### WHAT IS NEEDED
Write out the data exactly, keeping every line.

[Stored data entries]
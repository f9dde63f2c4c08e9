use std::collections::HashMap;

use derive_builder::Builder;
use serde::{Deserialize, Serialize};

use smb_core::error::SMBError;
use smb_core::SMBResult;

use crate::protocol::body::capabilities::Capabilities;
use crate::protocol::header::SMBCommandCode;

pub const DEFAULT_MAX_BUFFER_SIZE: usize = 16644;
pub const DEFAULT_RECEIVE_BUFFER_SIZE: usize = 60416;
pub const DEFAULT_TRANSACTION_BUFFER_SIZE: usize = 0xFFFF - 512;
pub const DEFAULT_DFS_TTL: u64 = 300;

/// Client-side tunables. Every field has a default, so a builder with no
/// setters called yields a working configuration.
#[derive(Debug, Clone, PartialEq, Eq, Builder, Serialize, Deserialize)]
#[builder(default, pattern = "owned")]
#[serde(default)]
pub struct SMBClientConfig {
    pub use_batching: bool,
    pub use_unicode: bool,
    /// Keyed `"<Predecessor>.<Successor>"`, e.g. `"ReadAndX.Close"`.
    pub batch_limits: HashMap<String, u8>,
    pub max_buffer_size: usize,
    pub receive_buffer_size: usize,
    pub transaction_buffer_size: usize,
    pub max_mpx_count: u16,
    pub pid: u16,
    pub vc_number: u16,
    pub capabilities: Capabilities,
    pub signing_enabled: bool,
    pub signing_required: bool,
    pub lm_compatibility: u8,
    #[builder(setter(into))]
    pub native_os: String,
    #[builder(setter(into))]
    pub native_lanman: String,
    pub dfs_disabled: bool,
    pub dfs_strict_view: bool,
    /// Seconds.
    pub dfs_ttl: u64,
}

impl SMBClientConfig {
    pub fn batch_key(predecessor: SMBCommandCode, successor: SMBCommandCode) -> String {
        format!("{}.{}", predecessor.batch_name(), successor.batch_name())
    }

    /// How many `successor` commands may follow `predecessor` in one chain.
    pub fn batch_limit(&self, predecessor: SMBCommandCode, successor: SMBCommandCode) -> u8 {
        self.batch_limits
            .get(&Self::batch_key(predecessor, successor))
            .copied()
            .unwrap_or(0)
    }

    pub fn with_batch_limit(mut self, predecessor: SMBCommandCode, successor: SMBCommandCode, limit: u8) -> Self {
        self.batch_limits.insert(Self::batch_key(predecessor, successor), limit);
        self
    }

    pub fn default_batch_limits() -> HashMap<String, u8> {
        use SMBCommandCode::*;
        [
            (SessionSetupAndX, TreeConnectAndX, 1),
            (TreeConnectAndX, CheckDirectory, 1),
            (TreeConnectAndX, CreateDirectory, 1),
            (TreeConnectAndX, Delete, 1),
            (TreeConnectAndX, DeleteDirectory, 1),
            (TreeConnectAndX, OpenAndX, 1),
            (TreeConnectAndX, Rename, 1),
            (TreeConnectAndX, Transaction, 1),
            (TreeConnectAndX, QueryInformation, 0),
            (OpenAndX, ReadAndX, 1),
            (ReadAndX, Close, 1),
            (WriteAndX, Close, 1),
        ]
        .into_iter()
        .map(|(predecessor, successor, limit)| (Self::batch_key(predecessor, successor), limit))
        .collect()
    }
}

impl Default for SMBClientConfig {
    fn default() -> Self {
        Self {
            use_batching: true,
            use_unicode: true,
            batch_limits: Self::default_batch_limits(),
            max_buffer_size: DEFAULT_MAX_BUFFER_SIZE,
            receive_buffer_size: DEFAULT_RECEIVE_BUFFER_SIZE,
            transaction_buffer_size: DEFAULT_TRANSACTION_BUFFER_SIZE,
            max_mpx_count: 10,
            pid: rand::random(),
            vc_number: 1,
            capabilities: Capabilities::NT_SMBS | Capabilities::STATUS32 | Capabilities::UNICODE | Capabilities::DFS,
            signing_enabled: false,
            signing_required: false,
            lm_compatibility: 3,
            native_os: std::env::consts::OS.into(),
            native_lanman: "smb_cifs".into(),
            dfs_disabled: false,
            dfs_strict_view: false,
            dfs_ttl: DEFAULT_DFS_TTL,
        }
    }
}

impl SMBClientConfigBuilder {
    pub fn build_config(self) -> SMBResult<SMBClientConfig> {
        self.build().map_err(|e| SMBError::precondition_failed(e.to_string()))
    }
}

#[cfg(test)]
mod tests {
    use super::*;

    #[test]
    fn absent_pairs_have_zero_limit() {
        let config = SMBClientConfig::default();
        assert_eq!(config.batch_limit(SMBCommandCode::Close, SMBCommandCode::ReadAndX), 0);
        assert_eq!(config.batch_limit(SMBCommandCode::ReadAndX, SMBCommandCode::Close), 1);
        assert_eq!(config.batch_limit(SMBCommandCode::TreeConnectAndX, SMBCommandCode::QueryInformation), 0);
    }

    #[test]
    fn batch_keys_use_command_names() {
        assert_eq!(SMBClientConfig::batch_key(SMBCommandCode::SessionSetupAndX, SMBCommandCode::TreeConnectAndX),
                   "SessionSetupAndX.TreeConnectAndX");
        assert_eq!(SMBClientConfig::batch_key(SMBCommandCode::WriteAndX, SMBCommandCode::Close), "WriteAndX.Close");
    }

    #[test]
    fn builder_defaults_and_overrides() {
        let config = SMBClientConfigBuilder::default()
            .use_batching(false)
            .dfs_ttl(60)
            .native_os("test-os")
            .build_config()
            .unwrap();
        assert!(!config.use_batching);
        assert!(config.use_unicode);
        assert_eq!(config.dfs_ttl, 60);
        assert_eq!(config.native_os, "test-os");
        assert_eq!(config.max_buffer_size, DEFAULT_MAX_BUFFER_SIZE);
    }

    #[test]
    fn override_replaces_declared_limit() {
        let config = SMBClientConfig::default()
            .with_batch_limit(SMBCommandCode::ReadAndX, SMBCommandCode::Close, 0);
        assert_eq!(config.batch_limit(SMBCommandCode::ReadAndX, SMBCommandCode::Close), 0);
    }
}
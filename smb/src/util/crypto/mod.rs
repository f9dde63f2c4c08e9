pub mod des;
pub mod ntlm;
pub mod smb1;

pub use smb1::{generate_signing_key, PasswordAuthentication};
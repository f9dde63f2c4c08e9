use bitflags::bitflags;
use serde::{Deserialize, Serialize};

use crate::util::flags_helper::{impl_smb_byte_size_for_bitflag, impl_smb_from_bytes_for_bitflag, impl_smb_to_bytes_for_bitflag};

bitflags! {
    #[derive(Debug, Default, Clone, Copy, PartialEq, Eq, Serialize, Deserialize)]
    pub struct NTCreateFlags: u32 {
        const REQUEST_OPLOCK            = 0x02;
        const REQUEST_OPBATCH           = 0x04;
        const OPEN_TARGET_DIR           = 0x08;
        const REQUEST_EXTENDED_RESPONSE = 0x10;
    }
}

impl_smb_byte_size_for_bitflag! { NTCreateFlags }
impl_smb_to_bytes_for_bitflag! { NTCreateFlags }
impl_smb_from_bytes_for_bitflag! { NTCreateFlags }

### YOUR SOLUTION
repository f9dde63f2c4c08e9
use std::collections::HashMap;

use derive_builder::Builder;
use serde::{Deserialize, Serialize};

use smb_core::error::SMBError;
use smb_core::SMBResult;

use crate::protocol::body::capabilities::Capabilities;
use crate::protocol::header::SMBCommandCode;

pub const DEFAULT_MAX_BUFFER_SIZE: usize = 16644;
pub const DEFAULT_RECEIVE_BUFFER_SIZE: usize = 60416;
pub const DEFAULT_TRANSACTION_BUFFER_SIZE: usize = 0xFFFF - 512;
pub const DEFAULT_DFS_TTL: u64 = 300;

/// Client-side tunables. Every field has a default, so a builder with no
/// setters called yields a working configuration.
#[derive(Debug, Clone, PartialEq, Eq, Builder, Serialize, Deserialize)]
#[builder(default, pattern = "owned")]
#[serde(default)]
pub struct SMBClientConfig {
    pub use_batching: bool,
    pub use_unicode: bool,
    /// Keyed `"<Predecessor>.<Successor>"`, e.g. `"ReadAndX.Close"`.
    pub batch_limits: HashMap<String, u8>,
    pub max_buffer_size: usize,
    pub receive_buffer_size: usize,
    pub transaction_buffer_size: usize,
    pub max_mpx_count: u16,
    pub pid: u16,
    pub vc_number: u16,
    pub capabilities: Capabilities,
    pub signing_enabled: bool,
    pub signing_required: bool,
    pub lm_compatibility: u8,
    #[builder(setter(into))]
    pub native_os: String,
    #[builder(setter(into))]
    pub native_lanman: String,
    pub dfs_disabled: bool,
    pub dfs_strict_view: bool,
    /// Seconds.
    pub dfs_ttl: u64,
}

impl SMBClientConfig {
    pub fn batch_key(predecessor: SMBCommandCode, successor: SMBCommandCode) -> String {
        format!("{}.{}", predecessor.batch_name(), successor.batch_name())
    }

    /// How many `successor` commands may follow `predecessor` in one chain.
    pub fn batch_limit(&self, predecessor: SMBCommandCode, successor: SMBCommandCode) -> u8 {
        self.batch_limits
            .get(&Self::batch_key(predecessor, successor))
            .copied()
            .unwrap_or(0)
    }

    pub fn with_batch_limit(mut self, predecessor: SMBCommandCode, successor: SMBCommandCode, limit: u8) -> Self {
        self.batch_limits.insert(Self::batch_key(predecessor, successor), limit);
        self
    }

    pub fn default_batch_limits() -> HashMap<String, u8> {
        use SMBCommandCode::*;
        [
            (SessionSetupAndX, TreeConnectAndX, 1),
            (TreeConnectAndX, CheckDirectory, 1),
            (TreeConnectAndX, CreateDirectory, 1),
            (TreeConnectAndX, Delete, 1),
            (TreeConnectAndX, DeleteDirectory, 1),
            (TreeConnectAndX, OpenAndX, 1),
            (TreeConnectAndX, Rename, 1),
            (TreeConnectAndX, Transaction, 1),
            (TreeConnectAndX, QueryInformation, 0),
            (OpenAndX, ReadAndX, 1),
            (ReadAndX, Close, 1),
            (WriteAndX, Close, 1),
        ]
        .into_iter()
        .map(|(predecessor, successor, limit)| (Self::batch_key(predecessor, successor), limit))
        .collect()
    }
}

impl Default for SMBClientConfig {
    fn default() -> Self {
        Self {
            use_batching: true,
            use_unicode: true,
            batch_limits: Self::default_batch_limits(),
            max_buffer_size: DEFAULT_MAX_BUFFER_SIZE,
            receive_buffer_size: DEFAULT_RECEIVE_BUFFER_SIZE,
            transaction_buffer_size: DEFAULT_TRANSACTION_BUFFER_SIZE,
            max_mpx_count: 10,
            pid: rand::random(),
            vc_number: 1,
            capabilities: Capabilities::NT_SMBS | Capabilities::STATUS32 | Capabilities::UNICODE | Capabilities::DFS,
            signing_enabled: false,
            signing_required: false,
            lm_compatibility: 3,
            native_os: std::env::consts::OS.into(),
            native_lanman: "smb_cifs".into(),
            dfs_disabled: false,
            dfs_strict_view: false,
            dfs_ttl: DEFAULT_DFS_TTL,
        }
    }
}

impl SMBClientConfigBuilder {
    pub fn build_config(self) -> SMBResult<SMBClientConfig> {
        self.build().map_err(|e| SMBError::precondition_failed(e.to_string()))
    }
}

#[cfg(test)]
mod tests {
    use super::*;

    #[test]
    fn absent_pairs_have_zero_limit() {
        let config = SMBClientConfig::default();
        assert_eq!(config.batch_limit(SMBCommandCode::Close, SMBCommandCode::ReadAndX), 0);
        assert_eq!(config.batch_limit(SMBCommandCode::ReadAndX, SMBCommandCode::Close), 1);
        assert_eq!(config.batch_limit(SMBCommandCode::TreeConnectAndX, SMBCommandCode::QueryInformation), 0);
    }

    #[test]
    fn batch_keys_use_command_names() {
        assert_eq!(SMBClientConfig::batch_key(SMBCommandCode::SessionSetupAndX, SMBCommandCode::TreeConnectAndX),
                   "SessionSetupAndX.TreeConnectAndX");
        assert_eq!(SMBClientConfig::batch_key(SMBCommandCode::WriteAndX, SMBCommandCode::Close), "WriteAndX.Close");
    }

    #[test]
    fn builder_defaults_and_overrides() {
        let config = SMBClientConfigBuilder::default()
            .use_batching(false)
            .dfs_ttl(60)
            .native_os("test-os")
            .build_config()
            .unwrap();
        assert!(!config.use_batching);
        assert!(config.use_unicode);
        assert_eq!(config.dfs_ttl, 60);
        assert_eq!(config.native_os, "test-os");
        assert_eq!(config.max_buffer_size, DEFAULT_MAX_BUFFER_SIZE);
    }

    #[test]
    fn override_replaces_declared_limit() {
        let config = SMBClientConfig::default()
            .with_batch_limit(SMBCommandCode::ReadAndX, SMBCommandCode::Close, 0);
        assert_eq!(config.batch_limit(SMBCommandCode::ReadAndX, SMBCommandCode::Close), 0);
    }
}
filename smb/src/util/crypto/mod.rs
repository f9dde63f2c4c08e9
pub mod des;
pub mod ntlm;
pub mod smb1;

pub use smb1::{generate_signing_key, PasswordAuthentication};
repository f9dde63f2c4c08e9
use bitflags::bitflags;
use serde::{Deserialize, Serialize};

use crate::util::flags_helper::{impl_smb_byte_size_for_bitflag, impl_smb_from_bytes_for_bitflag, impl_smb_to_bytes_for_bitflag};

bitflags! {
    #[derive(Debug, Default, Clone, Copy, PartialEq, Eq, Serialize, Deserialize)]
    pub struct NTCreateFlags: u32 {
        const REQUEST_OPLOCK            = 0x02;
        const REQUEST_OPBATCH           = 0x04;
        const OPEN_TARGET_DIR           = 0x08;
        const REQUEST_EXTENDED_RESPONSE = 0x10;
    }
}

impl_smb_byte_size_for_bitflag! { NTCreateFlags }
impl_smb_to_bytes_for_bitflag! { NTCreateFlags }
impl_smb_from_bytes_for_bitflag! { NTCreateFlags }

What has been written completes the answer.